Of importance, treatment selection needs to go beyond the set of symptoms with which a child presents to the case conceptualization for why the symptoms developed and are being maintained. For example, child anxiety occurring in the context of over-controlling parenting would be more likely to warrant inclusion of parents in an intervention than anxiety conceptualized to stem from factors specific to the child (e.g., cognitive processes) or external to the family (e.g., peers). This functional approach to the treatment of both child disruptive behaviors and anxiety has long been recognized (see Dangle & Polster, 1984; Scotti, Morris, McNeil, & Hawkins, 1996) and deserves renewed attention.

Conclusions

In his 1962 case study, Boardman reached the following conclusion regarding an intervention that resembles what today is called behavioral parent training for disruptive behavior problems:

“A procedure such as this produces rapid results – or none at all. In properly selected cases the probability of success is high, and the major risk involved lies in the assumption that the parent or parents are capable of initiative, rapid learning, and insight when faced with the responsibility for all of the actions required for repairing the relationship with their child. Many parents deserve such a vote of confidence” (p. 297).

The field of behavioral parenting interventions obviously has come a long way in the past 50 years. However, as is evident from the literature reviewed in this paper and particularly the directions for future research, there is still important work to be done. And, as Boardman notes, parents do deserve a vote of confidence by being “a co-therapist” for their child when the literature supports their inclusion in the therapeutic process!

Highlights.

  • Reviews effects of parent training with children’s disruptive and anxiety problems.

  • Parents have played a less prominent role in the treatment of children’s anxiety.

  • Parenting plus child interventions for children’s anxiety are effective.

  • Limited evidence emerges for parenting as a mediator.

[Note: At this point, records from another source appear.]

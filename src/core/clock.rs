use parking_lot::Mutex;
use std::sync::atomic::{AtomicU64, Ordering};
use std::sync::Arc;
use std::time::{Duration, Instant};

/// 单调时间源（毫秒）
///
/// 播放循环的时间比较和空闲休眠都经过这里，宿主可以替换成自己的时钟
pub trait TimeSource: Send + Sync {
    /// 当前单调时刻（毫秒，起点任意）
    fn now_ms(&self) -> u64;

    /// 休眠给定时长
    fn sleep(&self, duration: Duration) {
        std::thread::sleep(duration);
    }
}

/// 默认时间源，基于 `Instant`
pub struct MonotonicTime {
    origin: Instant,
}

impl MonotonicTime {
    pub fn new() -> Self {
        Self {
            origin: Instant::now(),
        }
    }
}

impl Default for MonotonicTime {
    fn default() -> Self {
        Self::new()
    }
}

impl TimeSource for MonotonicTime {
    fn now_ms(&self) -> u64 {
        self.origin.elapsed().as_millis() as u64
    }
}

/// 宿主提供的 tick 函数（例如 SDL_GetTicks）
pub struct HostTicks<F> {
    ticks: F,
}

impl<F> HostTicks<F>
where
    F: Fn() -> u64 + Send + Sync,
{
    pub fn new(ticks: F) -> Self {
        Self { ticks }
    }
}

impl<F> TimeSource for HostTicks<F>
where
    F: Fn() -> u64 + Send + Sync,
{
    fn now_ms(&self) -> u64 {
        (self.ticks)()
    }
}

/// 播放时钟 - 用于音画同步
///
/// 起点（epoch）只在 Preroll → Running 时捕获一次，之后所有显示时间都相对它比较。
#[derive(Clone)]
pub struct PlaybackClock {
    inner: Arc<Mutex<ClockInner>>,
    source: Arc<dyn TimeSource>,
}

struct ClockInner {
    epoch_ms: Option<u64>,  // Running 开始时的时间源读数
}

impl PlaybackClock {
    pub fn new(source: Arc<dyn TimeSource>) -> Self {
        Self {
            inner: Arc::new(Mutex::new(ClockInner { epoch_ms: None })),
            source,
        }
    }

    /// 捕获起点；已经在运行时不做任何事
    pub fn start(&self) {
        let mut inner = self.inner.lock();
        if inner.epoch_ms.is_none() {
            inner.epoch_ms = Some(self.source.now_ms());
        }
    }

    /// 获取当前播放时间（秒），未启动时为 None
    pub fn now(&self) -> Option<f64> {
        let epoch = self.inner.lock().epoch_ms?;
        let elapsed = self.source.now_ms().saturating_sub(epoch);
        Some(elapsed as f64 / 1000.0)
    }

    pub fn sleep(&self, duration: Duration) {
        self.source.sleep(duration);
    }
}

impl Default for PlaybackClock {
    fn default() -> Self {
        Self::new(Arc::new(MonotonicTime::new()))
    }
}

/// 手动推进的时间源：只有 `sleep` / `advance` 会让时间前进
///
/// 离线渲染或确定性回放时使用，空闲休眠不会真的阻塞线程。
#[derive(Default)]
pub struct ManualTime {
    now: AtomicU64,
}

impl ManualTime {
    pub fn advance(&self, ms: u64) {
        self.now.fetch_add(ms, Ordering::SeqCst);
    }
}

impl TimeSource for ManualTime {
    fn now_ms(&self) -> u64 {
        self.now.load(Ordering::SeqCst)
    }

    fn sleep(&self, duration: Duration) {
        self.advance(duration.as_millis().max(1) as u64);
    }
}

  • Directions for future research are delineated.

Acknowledgments

The support of the Heinz and Rowena Ansbacher Professorship and the National Institute of Mental Health (R34MH082956; Clinical Trials Identifier: NCT01367847) is gratefully acknowledged. In addition, the insightful comments of two anonymous reviewers are acknowledged.

Footnotes

1

Studies in Table 1 are presented chronologically. Studies reported in Tables 1 and 3 were identified by a search of several databases (e.g., PsycInfo; PubMed) for articles published in peer-reviewed journals. A range of search terms were utilized, individually and in combination. Articles by authors of well-established anxiety (e.g., Barrett, Kendall, Rapee, Silverman) and disruptive behavior (e.g., Eyberg, Kazdin, McMahon, Patterson, Sanders, Webster-Stratton) treatment programs were also examined. Additional articles were found through the examination of the references of those articles found in the initial search.

2

Two studies (Mendlowitz et al., 1999; Rapee, 2000) were excluded based on this criterion.

3

Two studies (Manassis et al., 2002; van der Sluis, van der Bruggen, Brechman-Toussaint Thissen & Bögels, 2012) were excluded because neither a control group nor a comparison child intervention group was included.

4

Numerous prevention studies not reviewed here have found support for parenting as a mediator (e.g., Forgatch, Patterson, DeGarmo, & Beldavs, 2009).